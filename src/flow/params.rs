/// Exposed-parameter declarations
///
/// A node opts configuration keys into runtime override by listing them under
/// an `expose` array in its configuration. Declarations are derived from the
/// definition on demand; persistence of chosen values lives outside the engine.

use crate::flow::types::FlowDefinition;
use serde::Serialize;
use serde_json::Value;

/// One overridable configuration entry, addressed as "{node_id}.{key}"
#[derive(Debug, Clone, Serialize)]
pub struct ParameterDecl {
    /// Fully-qualified override key
    pub name: String,
    pub node_id: String,
    pub key: String,
    /// Current configured value, used as the default when no override is set
    pub default: Value,
}

/// Collect every exposed parameter a flow's nodes declare.
pub fn exposed_parameters(flow: &FlowDefinition) -> Vec<ParameterDecl> {
    let mut declared = Vec::new();

    for node in &flow.nodes {
        let Some(exposed) = node.config.get("expose").and_then(|v| v.as_array()) else {
            continue;
        };
        for key in exposed.iter().filter_map(|k| k.as_str()) {
            declared.push(ParameterDecl {
                name: format!("{}.{}", node.id, key),
                node_id: node.id.clone(),
                key: key.to_string(),
                default: node.config.get(key).cloned().unwrap_or(Value::Null),
            });
        }
    }

    declared
}

#[cfg(test)]
mod tests {
    use super::*;
    use crate::flow::types::{ExecutionMode, Node};
    use serde_json::json;

    #[test]
    fn only_listed_keys_are_exposed() {
        let flow = FlowDefinition {
            id: "f1".to_string(),
            name: "params".to_string(),
            nodes: vec![Node {
                id: "limit".to_string(),
                node_type: "comparison".to_string(),
                position: json!(null),
                config: json!({
                    "operation": "greater",
                    "threshold": 80.0,
                    "expose": ["threshold"]
                }),
            }],
            edges: vec![],
            mode: ExecutionMode::Manual,
            scan_interval_ms: 1000,
        };

        let params = exposed_parameters(&flow);
        assert_eq!(params.len(), 1);
        assert_eq!(params[0].name, "limit.threshold");
        assert_eq!(params[0].default, json!(80.0));
    }
}
/// Server setup and initialization
///
/// Wires together all components: tag provider, flow registry, execution
/// engine, orchestrator, and HTTP routes.

use crate::{
    api::flows::{create_flow_routes, AppState},
    config::Config,
    flow::registry::FlowRegistry,
    runtime::{
        engine::FlowEngine, executor::ExecutorRegistry, orchestrator::Orchestrator,
        script::ScriptSandbox, triggers::TriggerCoordinator,
    },
    tags::{FlowStateStore, InMemoryTagProvider, TagProvider},
};
use anyhow::Result;
use axum::{routing::get, Router};
use std::{sync::Arc, time::Duration};
use tokio::net::TcpListener;

/// Create the main Axum application with all routes
///
/// Initializes all engine components and wires them together. The in-memory
/// tag provider stands in for the external driver layer; callers embedding
/// the engine supply their own through `create_app_with_tags`.
pub async fn create_app(config: Config) -> Result<(Router, Arc<Orchestrator>)> {
    let tags: Arc<dyn TagProvider> = Arc::new(InMemoryTagProvider::new());
    create_app_with_tags(config, tags).await
}

/// Create the application against a caller-supplied tag provider.
pub async fn create_app_with_tags(
    config: Config,
    tags: Arc<dyn TagProvider>,
) -> Result<(Router, Arc<Orchestrator>)> {
    tracing::info!("⚙️ Initializing executor registry");
    let executors = Arc::new(ExecutorRegistry::with_builtins());

    tracing::info!("🚀 Initializing flow engine");
    let sandbox = ScriptSandbox::new(Duration::from_millis(config.engine.script_timeout_ms));
    let engine = Arc::new(FlowEngine::new(
        executors,
        tags,
        Arc::new(FlowStateStore::new()),
        sandbox,
    ));

    tracing::info!("📊 Initializing flow registry");
    let registry = Arc::new(FlowRegistry::new());
    let triggers = Arc::new(TriggerCoordinator::new());

    tracing::info!("🎛️ Initializing orchestrator");
    let orchestrator = Arc::new(
        Orchestrator::new(
            engine,
            registry,
            triggers,
            config.engine.min_scan_interval_ms,
        )
        .await?,
    );
    orchestrator.start().await?;

    let app_state = AppState {
        orchestrator: Arc::clone(&orchestrator),
    };

    tracing::info!("📡 Creating HTTP router with all endpoints");
    let app = Router::new()
        .route("/healthz", get(health_check))
        .merge(create_flow_routes().with_state(app_state));

    tracing::info!("✅ Application initialized successfully");
    Ok((app, orchestrator))
}

/// Start the HTTP server with the given configuration
pub async fn start_server(config: Config) -> Result<()> {
    // Initialize tracing subscriber for logging
    tracing_subscriber::fmt()
        .with_target(false)
        .with_thread_ids(true)
        .with_level(true)
        .init();

    tracing::info!("Starting Tagflow server...");

    let (app, _orchestrator) = create_app(config.clone()).await?;

    let bind_addr = format!("{}:{}", config.server.host, config.server.port);
    let listener = TcpListener::bind(&bind_addr).await?;

    tracing::info!("Server listening on http://{}", bind_addr);

    axum::serve(listener, app.into_make_service()).await?;

    Ok(())
}

/// Health check endpoint handler
async fn health_check() -> &'static str {
    "ok"
}
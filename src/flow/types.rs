/// Core flow type definitions
///
/// Defines the fundamental structures for flows, nodes, and edges. A flow is a
/// user-authored node/edge graph describing a telemetry processing pipeline.
/// These types are serialized/deserialized from JSON and consumed by the engine
/// as an immutable snapshot per run.

use serde::{Deserialize, Serialize};
use serde_json::Value;
use std::collections::HashMap;

/// A complete flow definition containing nodes and their connections
///
/// The editing surface owns creation and mutation; the engine takes a snapshot
/// at deploy or run-start and never observes concurrent edits mid-run.
#[derive(Debug, Clone, Serialize, Deserialize)]
pub struct FlowDefinition {
    /// Unique flow identifier (e.g., "flow-boiler-trim")
    pub id: String,
    /// Human-readable flow name
    pub name: String,
    /// List of nodes in this flow
    pub nodes: Vec<Node>,
    /// List of edges connecting nodes
    pub edges: Vec<Edge>,
    /// How the flow runs: one pass on demand, or a repeating scan cycle
    #[serde(default)]
    pub mode: ExecutionMode,
    /// Scan interval in milliseconds (continuous mode only)
    #[serde(default = "default_scan_interval_ms")]
    pub scan_interval_ms: u64,
}

fn default_scan_interval_ms() -> u64 {
    1000
}

/// Execution mode of a flow
#[derive(Debug, Clone, Copy, PartialEq, Eq, Serialize, Deserialize, Default)]
#[serde(rename_all = "snake_case")]
pub enum ExecutionMode {
    /// One pass through the topological order per invocation
    #[default]
    Manual,
    /// Repeating scan cycle at the configured interval (requires deploy or test mode)
    Continuous,
}

/// A single node in the flow graph
///
/// Nodes are dispatched by their type tag to an executor from the registry.
/// The `config` object is free-form and interpreted by the executor; slot
/// counts may depend on it (a script node declares one input slot per entry
/// in its `inputs` config list).
#[derive(Debug, Clone, Serialize, Deserialize)]
pub struct Node {
    /// Unique node identifier within the flow (e.g., "n1", "divide-rate")
    pub id: String,
    /// Type tag resolved through the executor registry
    pub node_type: String,
    /// Editor canvas position, opaque to the engine
    #[serde(default)]
    pub position: Value,
    /// Node-specific configuration as flexible JSON
    #[serde(default)]
    pub config: Value,
}

impl Node {
    /// Read a config key, honoring runtime parameter overrides first.
    ///
    /// Parameters are keyed `"{node_id}.{key}"` in the execution context and
    /// take precedence over the node's stored configuration.
    pub fn config_value(&self, overrides: &HashMap<String, Value>, key: &str) -> Option<Value> {
        if let Some(v) = overrides.get(&format!("{}.{}", self.id, key)) {
            return Some(v.clone());
        }
        self.config.get(key).cloned()
    }

    pub fn config_str(&self, overrides: &HashMap<String, Value>, key: &str) -> Option<String> {
        self.config_value(overrides, key)
            .and_then(|v| v.as_str().map(|s| s.to_string()))
    }
}

/// Connection between two nodes in the flow graph
///
/// Edges are the sole source of inter-node dependency: the source node must
/// execute before the target. Slot indices select which declared input/output
/// the connection attaches to.
#[derive(Debug, Clone, Serialize, Deserialize)]
pub struct Edge {
    pub id: String,
    /// Source node ID
    pub source: String,
    /// Output slot index on the source node
    #[serde(default)]
    pub source_slot: usize,
    /// Target node ID
    pub target: String,
    /// Input slot index on the target node
    #[serde(default)]
    pub target_slot: usize,
}

/// Classification of a node-scoped failure
///
/// `ScriptTimeout` is kept distinct from `ScriptRuntime` so tooling can tell
/// "too slow" apart from "wrong".
#[derive(Debug, Clone, Copy, PartialEq, Eq, Serialize, Deserialize)]
#[serde(rename_all = "snake_case")]
pub enum FailureKind {
    /// Generic execution failure (divide-by-zero, tag provider error, ...)
    Execution,
    /// The embedded script failed to compile
    ScriptCompile,
    /// The embedded script raised an error at runtime
    ScriptRuntime,
    /// The embedded script exceeded its wall-clock budget
    ScriptTimeout,
    /// A required upstream value is missing because that upstream node failed
    DependencyPropagation,
}

/// Result of executing a single node
#[derive(Debug, Clone, Serialize, Deserialize)]
pub struct NodeExecutionResult {
    pub success: bool,
    /// Output value produced by the node (null on failure)
    pub output: Value,
    /// Failure detail, present iff `success` is false
    pub error: Option<NodeFailure>,
}

/// Failure detail attached to a failed node result
#[derive(Debug, Clone, Serialize, Deserialize)]
pub struct NodeFailure {
    pub kind: FailureKind,
    pub message: String,
}

impl NodeExecutionResult {
    pub fn ok(output: Value) -> Self {
        Self {
            success: true,
            output,
            error: None,
        }
    }

    pub fn failure(kind: FailureKind, message: impl Into<String>) -> Self {
        Self {
            success: false,
            output: Value::Null,
            error: Some(NodeFailure {
                kind,
                message: message.into(),
            }),
        }
    }
}

/// Result of one full pass through a flow
///
/// A failed pass still enumerates which nodes succeeded or failed and why;
/// `error` carries only top-level refusals surfaced before any node ran.
#[derive(Debug, Clone, Serialize, Deserialize)]
pub struct RunResult {
    /// True iff every executed node succeeded
    pub success: bool,
    /// Flow id this pass ran against
    pub flow_id: String,
    /// Execution id of the pass
    pub execution_id: String,
    /// Final node-outputs mapping (node id -> last produced value)
    pub node_outputs: HashMap<String, Value>,
    /// Per-node results, including failures and their classification
    pub node_results: HashMap<String, NodeExecutionResult>,
    /// Top-level error (e.g., cycle detected), never set when nodes ran
    pub error: Option<String>,
}

/// One entry of the "show execution order" diagnostic
#[derive(Debug, Clone, Serialize, Deserialize)]
pub struct ExecutionOrderEntry {
    pub node_id: String,
    pub order: usize,
}
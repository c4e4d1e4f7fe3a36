/// Configuration management for the Tagflow engine
///
/// Handles server binding and runtime limits for scripts and scan loops.

use serde::{Deserialize, Serialize};

/// Main application configuration
#[derive(Debug, Clone, Serialize, Deserialize)]
pub struct Config {
    /// Server configuration
    pub server: ServerConfig,
    /// Engine runtime limits
    pub engine: EngineConfig,
}

/// HTTP server configuration
#[derive(Debug, Clone, Serialize, Deserialize)]
pub struct ServerConfig {
    /// Server bind address (e.g., "0.0.0.0")
    pub host: String,
    /// Server port number
    pub port: u16,
}

/// Runtime limits for flow execution
#[derive(Debug, Clone, Serialize, Deserialize)]
pub struct EngineConfig {
    /// Wall-clock budget for one embedded script execution, in milliseconds
    pub script_timeout_ms: u64,
    /// Lower bound applied to every flow's configured scan interval
    pub min_scan_interval_ms: u64,
}

impl Default for Config {
    /// Default configuration with ENV_VAR support for container deployment
    fn default() -> Self {
        Self {
            server: ServerConfig {
                host: std::env::var("TAGFLOW_HOST").unwrap_or_else(|_| "0.0.0.0".to_string()),
                port: std::env::var("TAGFLOW_PORT")
                    .unwrap_or_else(|_| "3004".to_string())
                    .parse()
                    .unwrap_or(3004),
            },
            engine: EngineConfig {
                script_timeout_ms: std::env::var("TAGFLOW_SCRIPT_TIMEOUT_MS")
                    .unwrap_or_else(|_| "5000".to_string())
                    .parse()
                    .unwrap_or(5000),
                min_scan_interval_ms: std::env::var("TAGFLOW_MIN_SCAN_INTERVAL_MS")
                    .unwrap_or_else(|_| "100".to_string())
                    .parse()
                    .unwrap_or(100),
            },
        }
    }
}
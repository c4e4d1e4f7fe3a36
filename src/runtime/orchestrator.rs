/// Run/deploy/test-mode orchestration
///
/// Owns every piece of per-flow background work: continuous scan loops,
/// schedule-trigger cron jobs, and test-mode auto-exit timers. Each of those
/// is individually cancellable and torn down on any state transition that
/// invalidates it (redeploy, undeploy, flow removal, explicit stop), so no
/// background task outlives the state that spawned it.

use crate::error::EngineError;
use crate::flow::registry::{CompiledFlow, FlowRegistry};
use crate::flow::types::{ExecutionMode, ExecutionOrderEntry, RunResult};
use crate::flow::validation;
use crate::runtime::context::ExecutionContext;
use crate::runtime::engine::FlowEngine;
use crate::runtime::triggers::TriggerCoordinator;
use anyhow::Result;
use serde_json::Value;
use std::collections::HashMap;
use std::sync::Arc;
use std::time::{Duration, Instant};
use tokio::sync::{Mutex, RwLock};
use tokio::task::JoinHandle;
use tokio::time::MissedTickBehavior;
use tokio_cron_scheduler::{Job, JobScheduler};
use uuid::Uuid;

/// Options for entering test mode
#[derive(Debug, Clone, Copy)]
pub struct TestModeOptions {
    /// Drop tag writes at the host boundary while nodes still execute
    pub suppress_writes: bool,
    /// Arm the auto-exit countdown
    pub auto_exit: bool,
    /// Countdown length when `auto_exit` is set
    pub duration_seconds: u64,
}

/// Externally visible state of one flow instance
#[derive(Debug, Clone, Copy, PartialEq, Eq, serde::Serialize)]
#[serde(rename_all = "snake_case")]
pub struct FlowStatus {
    pub deployed: bool,
    pub test_mode: bool,
    pub suppress_writes: bool,
}

#[derive(Debug)]
struct TestState {
    suppress_writes: bool,
    auto_exit: Option<JoinHandle<()>>,
}

#[derive(Debug, Default)]
struct FlowRuntime {
    deployed: bool,
    test: Option<TestState>,
    scan_task: Option<JoinHandle<()>>,
}

type RuntimeMap = Arc<RwLock<HashMap<String, FlowRuntime>>>;

/// One mutex per flow serializing execution passes across every entry point
/// (manual run, trigger fire, scan tick, cron job).
type PassLocks = Arc<RwLock<HashMap<String, Arc<Mutex<()>>>>>;

/// Composes the engine, registry, and trigger coordinator into the
/// deploy/undeploy/test-mode state machine
pub struct Orchestrator {
    engine: Arc<FlowEngine>,
    registry: Arc<FlowRegistry>,
    triggers: Arc<TriggerCoordinator>,
    runtimes: RuntimeMap,
    passes: PassLocks,
    cron: RwLock<JobScheduler>,
    job_uuid_map: RwLock<HashMap<String, Uuid>>,
    min_scan_interval_ms: u64,
}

§ **Instructions for the task**
Return each line above where the word "FlowRuntime" shows up.

§ **Response**
struct FlowRuntime {
type RuntimeMap = Arc<RwLock<HashMap<String, FlowRuntime>>>;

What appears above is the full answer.